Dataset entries
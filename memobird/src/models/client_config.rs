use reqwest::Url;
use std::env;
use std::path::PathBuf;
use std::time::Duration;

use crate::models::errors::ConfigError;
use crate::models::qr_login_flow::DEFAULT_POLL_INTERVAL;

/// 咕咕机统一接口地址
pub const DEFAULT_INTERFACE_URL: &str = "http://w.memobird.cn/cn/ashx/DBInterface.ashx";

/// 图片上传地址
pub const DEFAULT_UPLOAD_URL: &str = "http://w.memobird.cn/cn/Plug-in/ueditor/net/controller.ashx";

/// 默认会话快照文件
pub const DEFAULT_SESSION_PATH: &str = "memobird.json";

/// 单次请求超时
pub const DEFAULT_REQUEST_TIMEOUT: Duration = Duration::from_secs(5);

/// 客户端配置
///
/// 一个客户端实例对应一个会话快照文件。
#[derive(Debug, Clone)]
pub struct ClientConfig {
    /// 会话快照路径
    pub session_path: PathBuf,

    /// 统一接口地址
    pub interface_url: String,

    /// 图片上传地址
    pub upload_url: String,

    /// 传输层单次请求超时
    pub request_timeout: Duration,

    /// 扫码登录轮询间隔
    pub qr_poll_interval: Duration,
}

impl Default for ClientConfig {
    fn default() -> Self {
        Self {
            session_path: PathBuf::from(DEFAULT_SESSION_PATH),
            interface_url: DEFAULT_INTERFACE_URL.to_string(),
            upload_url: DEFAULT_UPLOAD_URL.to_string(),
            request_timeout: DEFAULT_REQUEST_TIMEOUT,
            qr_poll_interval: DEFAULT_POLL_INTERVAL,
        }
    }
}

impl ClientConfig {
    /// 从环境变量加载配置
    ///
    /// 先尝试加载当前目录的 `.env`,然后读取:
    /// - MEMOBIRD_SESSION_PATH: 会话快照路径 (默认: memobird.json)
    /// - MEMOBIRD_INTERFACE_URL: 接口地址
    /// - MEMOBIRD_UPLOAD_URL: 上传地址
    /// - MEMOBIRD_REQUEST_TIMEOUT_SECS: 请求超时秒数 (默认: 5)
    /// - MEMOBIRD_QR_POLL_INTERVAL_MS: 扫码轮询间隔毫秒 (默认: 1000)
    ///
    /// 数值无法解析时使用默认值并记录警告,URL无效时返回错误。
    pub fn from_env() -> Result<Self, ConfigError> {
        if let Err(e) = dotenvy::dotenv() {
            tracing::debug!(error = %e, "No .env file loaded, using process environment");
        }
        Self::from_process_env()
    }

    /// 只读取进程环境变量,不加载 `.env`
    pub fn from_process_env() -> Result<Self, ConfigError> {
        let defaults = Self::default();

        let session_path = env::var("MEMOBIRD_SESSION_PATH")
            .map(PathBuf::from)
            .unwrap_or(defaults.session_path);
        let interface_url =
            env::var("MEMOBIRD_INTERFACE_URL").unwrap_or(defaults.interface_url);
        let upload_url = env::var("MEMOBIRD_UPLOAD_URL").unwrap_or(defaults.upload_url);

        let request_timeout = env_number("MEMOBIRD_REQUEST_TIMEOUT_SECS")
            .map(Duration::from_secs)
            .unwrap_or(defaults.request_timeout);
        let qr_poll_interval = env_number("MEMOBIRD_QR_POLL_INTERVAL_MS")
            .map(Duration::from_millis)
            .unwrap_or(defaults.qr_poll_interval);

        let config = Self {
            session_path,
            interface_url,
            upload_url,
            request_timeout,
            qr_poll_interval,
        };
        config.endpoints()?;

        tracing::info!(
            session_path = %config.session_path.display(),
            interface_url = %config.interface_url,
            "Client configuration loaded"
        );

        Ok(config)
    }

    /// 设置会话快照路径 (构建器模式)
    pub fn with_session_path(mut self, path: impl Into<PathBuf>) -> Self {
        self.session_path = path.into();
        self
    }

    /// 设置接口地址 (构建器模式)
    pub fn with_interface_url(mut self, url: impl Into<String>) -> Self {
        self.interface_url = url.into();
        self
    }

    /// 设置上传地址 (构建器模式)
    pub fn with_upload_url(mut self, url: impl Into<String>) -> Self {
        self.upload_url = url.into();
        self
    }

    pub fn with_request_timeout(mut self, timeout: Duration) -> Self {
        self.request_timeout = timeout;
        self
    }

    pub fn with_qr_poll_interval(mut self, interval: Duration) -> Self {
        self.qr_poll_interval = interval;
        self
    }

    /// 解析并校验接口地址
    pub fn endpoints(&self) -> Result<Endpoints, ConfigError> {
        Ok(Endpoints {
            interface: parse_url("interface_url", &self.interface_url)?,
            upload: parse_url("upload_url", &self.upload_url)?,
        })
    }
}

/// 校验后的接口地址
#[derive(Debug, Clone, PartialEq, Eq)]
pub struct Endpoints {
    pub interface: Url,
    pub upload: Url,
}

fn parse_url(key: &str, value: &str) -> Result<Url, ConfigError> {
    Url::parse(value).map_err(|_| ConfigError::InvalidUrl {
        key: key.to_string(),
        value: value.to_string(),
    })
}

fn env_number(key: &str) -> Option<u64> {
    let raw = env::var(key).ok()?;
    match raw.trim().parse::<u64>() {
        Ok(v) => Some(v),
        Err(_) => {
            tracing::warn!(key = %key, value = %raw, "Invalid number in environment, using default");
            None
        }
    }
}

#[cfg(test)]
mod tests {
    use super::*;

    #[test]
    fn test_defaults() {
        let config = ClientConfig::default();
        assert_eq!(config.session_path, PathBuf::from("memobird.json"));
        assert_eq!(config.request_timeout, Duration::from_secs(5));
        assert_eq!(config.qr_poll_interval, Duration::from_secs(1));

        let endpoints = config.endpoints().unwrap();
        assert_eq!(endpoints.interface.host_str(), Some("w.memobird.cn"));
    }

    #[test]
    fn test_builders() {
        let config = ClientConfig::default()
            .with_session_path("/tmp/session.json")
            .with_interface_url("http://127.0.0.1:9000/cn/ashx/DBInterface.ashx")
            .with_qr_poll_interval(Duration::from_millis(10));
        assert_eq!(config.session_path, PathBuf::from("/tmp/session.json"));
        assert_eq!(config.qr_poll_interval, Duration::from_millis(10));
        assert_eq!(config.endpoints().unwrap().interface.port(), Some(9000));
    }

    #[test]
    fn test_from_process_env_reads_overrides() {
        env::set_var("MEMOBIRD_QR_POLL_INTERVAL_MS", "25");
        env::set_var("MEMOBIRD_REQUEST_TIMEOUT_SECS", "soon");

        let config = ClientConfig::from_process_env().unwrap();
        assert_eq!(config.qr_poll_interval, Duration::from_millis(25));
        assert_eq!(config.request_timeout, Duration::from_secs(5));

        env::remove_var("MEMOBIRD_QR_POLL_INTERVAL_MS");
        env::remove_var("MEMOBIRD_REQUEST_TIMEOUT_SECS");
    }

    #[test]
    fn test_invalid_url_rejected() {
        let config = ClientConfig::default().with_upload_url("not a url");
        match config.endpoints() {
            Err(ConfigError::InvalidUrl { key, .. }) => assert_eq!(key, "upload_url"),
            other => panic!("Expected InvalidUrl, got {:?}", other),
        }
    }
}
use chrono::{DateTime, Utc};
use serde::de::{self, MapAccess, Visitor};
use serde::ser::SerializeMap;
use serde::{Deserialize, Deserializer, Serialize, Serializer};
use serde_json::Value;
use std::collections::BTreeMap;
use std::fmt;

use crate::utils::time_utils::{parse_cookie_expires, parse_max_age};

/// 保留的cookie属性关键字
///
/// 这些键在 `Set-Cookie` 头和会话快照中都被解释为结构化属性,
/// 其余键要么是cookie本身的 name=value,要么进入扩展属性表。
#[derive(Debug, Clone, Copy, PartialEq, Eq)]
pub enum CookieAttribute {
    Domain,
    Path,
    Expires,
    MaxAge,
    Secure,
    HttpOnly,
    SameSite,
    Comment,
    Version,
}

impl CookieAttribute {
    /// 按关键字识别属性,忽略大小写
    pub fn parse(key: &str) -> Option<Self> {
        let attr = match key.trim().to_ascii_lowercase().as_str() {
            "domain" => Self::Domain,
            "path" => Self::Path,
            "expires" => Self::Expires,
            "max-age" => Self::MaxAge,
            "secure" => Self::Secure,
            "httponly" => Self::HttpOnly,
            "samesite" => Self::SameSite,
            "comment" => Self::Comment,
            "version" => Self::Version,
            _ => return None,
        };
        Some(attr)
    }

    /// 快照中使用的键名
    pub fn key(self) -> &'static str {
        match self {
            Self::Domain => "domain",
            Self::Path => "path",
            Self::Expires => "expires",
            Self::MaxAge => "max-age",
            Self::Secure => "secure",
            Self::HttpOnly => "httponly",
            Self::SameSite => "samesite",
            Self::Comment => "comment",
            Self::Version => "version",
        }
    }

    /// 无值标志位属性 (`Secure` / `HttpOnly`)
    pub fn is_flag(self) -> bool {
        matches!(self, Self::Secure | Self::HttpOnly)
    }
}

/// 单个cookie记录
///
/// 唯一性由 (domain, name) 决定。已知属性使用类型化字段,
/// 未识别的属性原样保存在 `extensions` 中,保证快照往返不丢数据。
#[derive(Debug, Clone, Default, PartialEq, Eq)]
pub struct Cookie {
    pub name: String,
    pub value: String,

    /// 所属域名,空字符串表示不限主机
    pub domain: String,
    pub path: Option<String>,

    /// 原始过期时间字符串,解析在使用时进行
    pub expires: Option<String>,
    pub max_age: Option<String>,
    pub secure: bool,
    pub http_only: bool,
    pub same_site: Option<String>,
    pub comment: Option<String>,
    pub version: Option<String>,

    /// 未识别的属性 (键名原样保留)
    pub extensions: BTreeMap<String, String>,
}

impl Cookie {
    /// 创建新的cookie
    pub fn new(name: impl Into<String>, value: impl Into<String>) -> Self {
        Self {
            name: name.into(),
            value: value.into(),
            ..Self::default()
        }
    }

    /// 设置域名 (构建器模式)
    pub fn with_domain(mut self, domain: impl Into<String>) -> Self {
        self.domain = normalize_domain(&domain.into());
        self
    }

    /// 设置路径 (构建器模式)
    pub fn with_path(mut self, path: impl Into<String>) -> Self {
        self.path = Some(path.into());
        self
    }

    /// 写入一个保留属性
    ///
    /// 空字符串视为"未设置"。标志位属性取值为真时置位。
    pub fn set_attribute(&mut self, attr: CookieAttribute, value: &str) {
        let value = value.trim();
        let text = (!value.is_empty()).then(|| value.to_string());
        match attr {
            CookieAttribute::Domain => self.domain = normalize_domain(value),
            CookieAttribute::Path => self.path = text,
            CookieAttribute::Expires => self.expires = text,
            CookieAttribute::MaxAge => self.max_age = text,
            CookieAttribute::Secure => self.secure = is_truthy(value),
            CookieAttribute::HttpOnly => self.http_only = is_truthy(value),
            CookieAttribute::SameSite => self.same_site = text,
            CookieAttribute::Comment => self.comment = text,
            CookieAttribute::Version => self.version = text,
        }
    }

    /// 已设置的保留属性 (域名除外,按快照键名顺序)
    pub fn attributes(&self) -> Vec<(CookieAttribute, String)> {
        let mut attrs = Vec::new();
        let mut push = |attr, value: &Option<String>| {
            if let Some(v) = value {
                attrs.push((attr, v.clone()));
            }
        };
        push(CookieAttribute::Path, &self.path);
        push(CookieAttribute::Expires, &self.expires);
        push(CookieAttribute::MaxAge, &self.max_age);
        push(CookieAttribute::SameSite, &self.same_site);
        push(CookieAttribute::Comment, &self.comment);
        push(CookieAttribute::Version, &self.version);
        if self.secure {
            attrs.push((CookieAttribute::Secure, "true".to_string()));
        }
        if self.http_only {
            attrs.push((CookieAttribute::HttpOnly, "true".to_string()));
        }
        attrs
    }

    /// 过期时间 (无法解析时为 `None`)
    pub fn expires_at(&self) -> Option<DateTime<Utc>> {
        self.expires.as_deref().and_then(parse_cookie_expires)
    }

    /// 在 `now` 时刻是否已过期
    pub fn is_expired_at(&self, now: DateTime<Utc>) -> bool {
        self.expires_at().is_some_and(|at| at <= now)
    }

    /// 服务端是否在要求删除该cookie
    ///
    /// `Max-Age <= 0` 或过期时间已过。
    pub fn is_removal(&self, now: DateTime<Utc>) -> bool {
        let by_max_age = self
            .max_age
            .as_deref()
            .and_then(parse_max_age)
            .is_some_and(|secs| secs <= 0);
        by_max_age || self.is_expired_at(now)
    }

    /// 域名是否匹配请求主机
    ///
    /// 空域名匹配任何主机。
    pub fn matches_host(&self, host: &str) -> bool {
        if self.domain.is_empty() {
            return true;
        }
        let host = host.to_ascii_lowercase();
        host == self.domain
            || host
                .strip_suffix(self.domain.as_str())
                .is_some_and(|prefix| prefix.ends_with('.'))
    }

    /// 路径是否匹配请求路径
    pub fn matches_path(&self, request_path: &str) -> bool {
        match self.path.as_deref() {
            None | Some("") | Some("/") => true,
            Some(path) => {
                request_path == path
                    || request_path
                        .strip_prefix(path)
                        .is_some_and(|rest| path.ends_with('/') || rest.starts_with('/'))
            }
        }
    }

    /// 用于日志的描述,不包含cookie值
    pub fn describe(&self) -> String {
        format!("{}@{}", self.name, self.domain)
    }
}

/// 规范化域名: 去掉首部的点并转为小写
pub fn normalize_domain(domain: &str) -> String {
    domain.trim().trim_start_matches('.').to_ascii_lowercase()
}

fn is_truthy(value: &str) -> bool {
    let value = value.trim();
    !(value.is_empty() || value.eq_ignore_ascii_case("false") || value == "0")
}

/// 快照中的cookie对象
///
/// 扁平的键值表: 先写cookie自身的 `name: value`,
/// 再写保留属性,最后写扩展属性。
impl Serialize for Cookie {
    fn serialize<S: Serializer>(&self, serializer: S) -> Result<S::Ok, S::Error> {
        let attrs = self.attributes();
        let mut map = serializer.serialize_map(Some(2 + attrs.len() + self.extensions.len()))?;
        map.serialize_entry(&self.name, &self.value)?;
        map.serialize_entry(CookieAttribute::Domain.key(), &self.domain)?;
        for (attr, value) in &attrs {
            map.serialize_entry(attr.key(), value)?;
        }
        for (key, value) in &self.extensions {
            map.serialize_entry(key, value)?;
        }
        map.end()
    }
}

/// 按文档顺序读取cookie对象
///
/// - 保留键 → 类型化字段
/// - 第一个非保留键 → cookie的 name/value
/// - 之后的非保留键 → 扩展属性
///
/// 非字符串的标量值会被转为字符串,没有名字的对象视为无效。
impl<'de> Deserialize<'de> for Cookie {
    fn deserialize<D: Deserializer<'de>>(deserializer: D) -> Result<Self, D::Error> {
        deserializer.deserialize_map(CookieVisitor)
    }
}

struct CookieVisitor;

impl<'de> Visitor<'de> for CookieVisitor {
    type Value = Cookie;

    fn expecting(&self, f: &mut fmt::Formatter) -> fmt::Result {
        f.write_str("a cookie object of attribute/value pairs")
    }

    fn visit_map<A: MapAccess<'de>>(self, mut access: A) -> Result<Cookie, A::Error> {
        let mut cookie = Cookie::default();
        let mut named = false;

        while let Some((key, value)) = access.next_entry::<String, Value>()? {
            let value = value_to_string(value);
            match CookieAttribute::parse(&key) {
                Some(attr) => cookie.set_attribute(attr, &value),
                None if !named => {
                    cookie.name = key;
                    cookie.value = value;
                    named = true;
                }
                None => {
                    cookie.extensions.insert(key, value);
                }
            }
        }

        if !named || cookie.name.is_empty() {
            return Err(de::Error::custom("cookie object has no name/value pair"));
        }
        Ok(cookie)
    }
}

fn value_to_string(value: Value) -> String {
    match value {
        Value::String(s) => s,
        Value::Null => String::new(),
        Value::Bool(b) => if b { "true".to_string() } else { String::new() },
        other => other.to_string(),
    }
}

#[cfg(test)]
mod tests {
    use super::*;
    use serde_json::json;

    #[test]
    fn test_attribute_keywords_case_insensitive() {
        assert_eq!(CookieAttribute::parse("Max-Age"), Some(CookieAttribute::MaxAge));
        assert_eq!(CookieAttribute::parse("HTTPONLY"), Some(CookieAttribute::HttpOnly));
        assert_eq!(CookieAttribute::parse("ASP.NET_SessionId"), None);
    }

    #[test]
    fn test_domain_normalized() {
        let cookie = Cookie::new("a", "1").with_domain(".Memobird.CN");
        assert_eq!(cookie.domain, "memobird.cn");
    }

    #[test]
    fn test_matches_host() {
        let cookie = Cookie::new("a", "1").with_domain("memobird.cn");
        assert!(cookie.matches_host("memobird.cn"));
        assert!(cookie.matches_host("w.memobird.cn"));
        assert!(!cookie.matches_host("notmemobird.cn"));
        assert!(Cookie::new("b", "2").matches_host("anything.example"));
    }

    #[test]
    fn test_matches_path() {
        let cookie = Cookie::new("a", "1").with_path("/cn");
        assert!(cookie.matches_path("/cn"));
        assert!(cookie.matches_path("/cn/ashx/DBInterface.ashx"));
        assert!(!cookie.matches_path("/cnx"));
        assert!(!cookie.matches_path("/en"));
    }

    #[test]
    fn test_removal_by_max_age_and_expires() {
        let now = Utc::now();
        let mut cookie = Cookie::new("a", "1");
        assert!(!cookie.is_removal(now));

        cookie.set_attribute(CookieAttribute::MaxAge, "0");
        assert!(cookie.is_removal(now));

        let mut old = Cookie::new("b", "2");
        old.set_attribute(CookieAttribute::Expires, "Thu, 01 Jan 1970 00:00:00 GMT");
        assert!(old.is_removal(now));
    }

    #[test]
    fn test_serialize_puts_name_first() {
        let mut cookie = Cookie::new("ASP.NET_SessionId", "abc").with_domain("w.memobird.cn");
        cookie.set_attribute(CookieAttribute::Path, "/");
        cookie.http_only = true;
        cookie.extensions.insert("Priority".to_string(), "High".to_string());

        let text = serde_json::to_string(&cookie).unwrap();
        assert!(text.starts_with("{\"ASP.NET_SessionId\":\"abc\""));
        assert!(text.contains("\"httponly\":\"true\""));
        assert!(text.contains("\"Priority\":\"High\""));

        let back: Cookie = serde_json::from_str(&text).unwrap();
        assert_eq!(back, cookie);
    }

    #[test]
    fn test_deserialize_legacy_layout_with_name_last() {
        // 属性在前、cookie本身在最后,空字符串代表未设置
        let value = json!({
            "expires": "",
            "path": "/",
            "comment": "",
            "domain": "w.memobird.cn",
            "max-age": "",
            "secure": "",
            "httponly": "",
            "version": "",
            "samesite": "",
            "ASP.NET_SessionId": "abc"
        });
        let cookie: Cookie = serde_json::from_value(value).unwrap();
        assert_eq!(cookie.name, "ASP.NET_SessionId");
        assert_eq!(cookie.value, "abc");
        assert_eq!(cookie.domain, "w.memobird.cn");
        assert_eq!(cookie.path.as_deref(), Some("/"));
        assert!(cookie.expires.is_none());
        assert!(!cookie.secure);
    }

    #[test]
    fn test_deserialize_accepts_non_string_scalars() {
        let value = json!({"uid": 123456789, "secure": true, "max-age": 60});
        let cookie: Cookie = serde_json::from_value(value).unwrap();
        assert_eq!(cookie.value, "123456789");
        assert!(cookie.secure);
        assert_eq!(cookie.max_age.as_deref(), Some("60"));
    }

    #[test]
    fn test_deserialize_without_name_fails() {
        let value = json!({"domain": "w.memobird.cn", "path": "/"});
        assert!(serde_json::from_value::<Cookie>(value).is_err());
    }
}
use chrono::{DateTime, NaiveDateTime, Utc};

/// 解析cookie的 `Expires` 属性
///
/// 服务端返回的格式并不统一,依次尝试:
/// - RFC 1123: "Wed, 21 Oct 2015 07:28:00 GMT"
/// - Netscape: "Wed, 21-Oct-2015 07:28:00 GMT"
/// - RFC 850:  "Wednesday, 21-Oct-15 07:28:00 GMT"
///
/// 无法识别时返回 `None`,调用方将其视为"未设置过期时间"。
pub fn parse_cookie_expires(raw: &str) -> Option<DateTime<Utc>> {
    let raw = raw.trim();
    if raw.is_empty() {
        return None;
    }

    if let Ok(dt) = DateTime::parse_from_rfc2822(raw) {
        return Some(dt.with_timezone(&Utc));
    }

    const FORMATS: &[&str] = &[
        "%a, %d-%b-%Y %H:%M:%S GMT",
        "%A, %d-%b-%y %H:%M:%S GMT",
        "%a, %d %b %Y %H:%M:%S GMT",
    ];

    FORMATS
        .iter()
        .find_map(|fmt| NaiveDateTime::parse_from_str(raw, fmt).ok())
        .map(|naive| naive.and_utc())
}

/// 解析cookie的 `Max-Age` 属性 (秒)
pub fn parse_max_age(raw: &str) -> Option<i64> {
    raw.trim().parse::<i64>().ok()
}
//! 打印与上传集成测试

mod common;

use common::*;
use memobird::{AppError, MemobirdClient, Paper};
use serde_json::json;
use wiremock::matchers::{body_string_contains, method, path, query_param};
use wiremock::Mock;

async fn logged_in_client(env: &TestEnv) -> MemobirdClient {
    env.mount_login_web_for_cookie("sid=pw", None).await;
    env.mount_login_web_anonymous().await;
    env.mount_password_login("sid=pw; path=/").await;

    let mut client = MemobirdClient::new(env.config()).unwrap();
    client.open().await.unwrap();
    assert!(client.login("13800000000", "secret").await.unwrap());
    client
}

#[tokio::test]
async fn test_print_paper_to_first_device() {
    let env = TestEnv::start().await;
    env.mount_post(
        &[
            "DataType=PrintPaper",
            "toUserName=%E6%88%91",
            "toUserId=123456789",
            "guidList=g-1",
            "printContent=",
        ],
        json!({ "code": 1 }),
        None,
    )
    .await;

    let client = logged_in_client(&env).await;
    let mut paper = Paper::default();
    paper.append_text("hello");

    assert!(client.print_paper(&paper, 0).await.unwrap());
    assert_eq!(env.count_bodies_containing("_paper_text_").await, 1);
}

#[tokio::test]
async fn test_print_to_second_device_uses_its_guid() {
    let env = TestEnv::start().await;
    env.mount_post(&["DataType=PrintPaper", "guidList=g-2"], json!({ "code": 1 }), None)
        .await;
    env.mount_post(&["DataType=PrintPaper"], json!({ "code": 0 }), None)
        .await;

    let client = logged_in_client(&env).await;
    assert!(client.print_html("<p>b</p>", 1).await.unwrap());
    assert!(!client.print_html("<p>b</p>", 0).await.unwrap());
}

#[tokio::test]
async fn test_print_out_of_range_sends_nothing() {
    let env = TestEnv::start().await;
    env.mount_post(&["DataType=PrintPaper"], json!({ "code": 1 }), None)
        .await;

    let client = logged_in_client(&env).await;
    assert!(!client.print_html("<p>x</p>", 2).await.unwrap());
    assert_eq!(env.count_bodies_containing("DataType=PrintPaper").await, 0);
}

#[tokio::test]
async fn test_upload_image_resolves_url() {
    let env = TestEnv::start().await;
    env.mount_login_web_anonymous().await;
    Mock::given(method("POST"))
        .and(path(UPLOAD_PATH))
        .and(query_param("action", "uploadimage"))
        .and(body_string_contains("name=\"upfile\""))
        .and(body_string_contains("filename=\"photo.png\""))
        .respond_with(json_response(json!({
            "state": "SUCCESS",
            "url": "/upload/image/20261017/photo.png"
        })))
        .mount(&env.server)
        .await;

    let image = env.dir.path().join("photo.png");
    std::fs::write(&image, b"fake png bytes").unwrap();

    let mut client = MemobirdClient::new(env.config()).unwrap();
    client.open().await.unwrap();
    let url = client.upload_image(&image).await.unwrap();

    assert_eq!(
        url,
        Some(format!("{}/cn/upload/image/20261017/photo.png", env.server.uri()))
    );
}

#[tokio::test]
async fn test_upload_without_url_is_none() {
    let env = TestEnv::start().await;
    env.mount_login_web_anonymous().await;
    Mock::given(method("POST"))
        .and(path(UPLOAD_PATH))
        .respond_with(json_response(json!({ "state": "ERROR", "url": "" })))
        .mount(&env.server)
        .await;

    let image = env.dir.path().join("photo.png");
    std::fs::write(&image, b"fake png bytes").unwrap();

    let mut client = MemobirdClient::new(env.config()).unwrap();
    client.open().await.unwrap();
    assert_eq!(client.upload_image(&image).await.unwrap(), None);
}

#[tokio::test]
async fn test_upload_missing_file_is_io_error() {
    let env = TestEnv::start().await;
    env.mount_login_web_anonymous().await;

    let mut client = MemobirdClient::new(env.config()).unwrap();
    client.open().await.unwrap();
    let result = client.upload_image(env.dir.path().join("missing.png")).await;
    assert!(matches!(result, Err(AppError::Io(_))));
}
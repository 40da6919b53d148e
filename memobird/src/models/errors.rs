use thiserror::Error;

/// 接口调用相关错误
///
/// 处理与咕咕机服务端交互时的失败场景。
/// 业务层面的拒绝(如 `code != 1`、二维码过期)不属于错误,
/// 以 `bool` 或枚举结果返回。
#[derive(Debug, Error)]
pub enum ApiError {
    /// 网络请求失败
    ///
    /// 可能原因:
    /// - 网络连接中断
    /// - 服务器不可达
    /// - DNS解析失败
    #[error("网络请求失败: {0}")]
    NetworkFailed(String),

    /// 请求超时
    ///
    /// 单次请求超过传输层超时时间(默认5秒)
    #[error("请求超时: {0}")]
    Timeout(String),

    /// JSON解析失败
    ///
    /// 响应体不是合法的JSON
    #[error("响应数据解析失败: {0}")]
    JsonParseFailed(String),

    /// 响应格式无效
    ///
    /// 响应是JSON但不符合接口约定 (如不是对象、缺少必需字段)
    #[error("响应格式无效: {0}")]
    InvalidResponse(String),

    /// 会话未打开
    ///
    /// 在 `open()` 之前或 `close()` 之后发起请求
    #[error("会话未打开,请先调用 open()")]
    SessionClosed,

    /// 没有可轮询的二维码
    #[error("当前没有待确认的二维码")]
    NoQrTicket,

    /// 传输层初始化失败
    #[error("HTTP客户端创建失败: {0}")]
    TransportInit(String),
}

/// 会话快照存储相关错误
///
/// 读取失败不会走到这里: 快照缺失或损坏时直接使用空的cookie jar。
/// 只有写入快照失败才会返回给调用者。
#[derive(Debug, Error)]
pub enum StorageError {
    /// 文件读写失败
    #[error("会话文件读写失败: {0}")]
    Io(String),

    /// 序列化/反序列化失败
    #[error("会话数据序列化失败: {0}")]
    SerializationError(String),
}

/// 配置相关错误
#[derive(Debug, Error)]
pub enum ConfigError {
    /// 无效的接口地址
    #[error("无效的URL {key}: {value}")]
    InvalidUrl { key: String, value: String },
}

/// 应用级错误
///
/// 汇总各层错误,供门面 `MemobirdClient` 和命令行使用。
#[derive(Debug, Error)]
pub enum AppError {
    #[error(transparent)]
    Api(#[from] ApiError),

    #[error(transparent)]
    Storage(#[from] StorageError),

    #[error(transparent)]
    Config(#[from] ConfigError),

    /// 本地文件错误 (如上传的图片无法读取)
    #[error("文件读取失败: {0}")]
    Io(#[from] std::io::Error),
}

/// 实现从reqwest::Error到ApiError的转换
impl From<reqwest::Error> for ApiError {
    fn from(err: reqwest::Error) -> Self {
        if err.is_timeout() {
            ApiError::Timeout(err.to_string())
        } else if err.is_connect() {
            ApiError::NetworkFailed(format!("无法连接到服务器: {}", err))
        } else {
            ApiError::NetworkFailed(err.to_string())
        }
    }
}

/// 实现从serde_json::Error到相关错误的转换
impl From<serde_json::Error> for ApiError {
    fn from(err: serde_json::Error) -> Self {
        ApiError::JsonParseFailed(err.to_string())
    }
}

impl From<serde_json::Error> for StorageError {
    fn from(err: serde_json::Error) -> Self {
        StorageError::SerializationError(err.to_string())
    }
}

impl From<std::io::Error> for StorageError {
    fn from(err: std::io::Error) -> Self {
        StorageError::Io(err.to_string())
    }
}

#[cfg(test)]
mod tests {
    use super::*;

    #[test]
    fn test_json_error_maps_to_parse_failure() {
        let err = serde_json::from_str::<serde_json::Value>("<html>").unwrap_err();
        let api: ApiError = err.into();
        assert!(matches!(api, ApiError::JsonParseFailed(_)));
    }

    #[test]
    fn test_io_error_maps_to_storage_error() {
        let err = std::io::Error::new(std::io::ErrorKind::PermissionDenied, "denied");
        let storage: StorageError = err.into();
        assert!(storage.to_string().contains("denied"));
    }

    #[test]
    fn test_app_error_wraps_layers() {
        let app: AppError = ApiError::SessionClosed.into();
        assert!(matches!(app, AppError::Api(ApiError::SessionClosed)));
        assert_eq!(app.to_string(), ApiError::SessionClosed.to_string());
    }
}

__THE PROBLEM__: Only one number is wanted: how many lines in the records above contain the string "guidList".

__ANSWER TO THIS TASK__: 2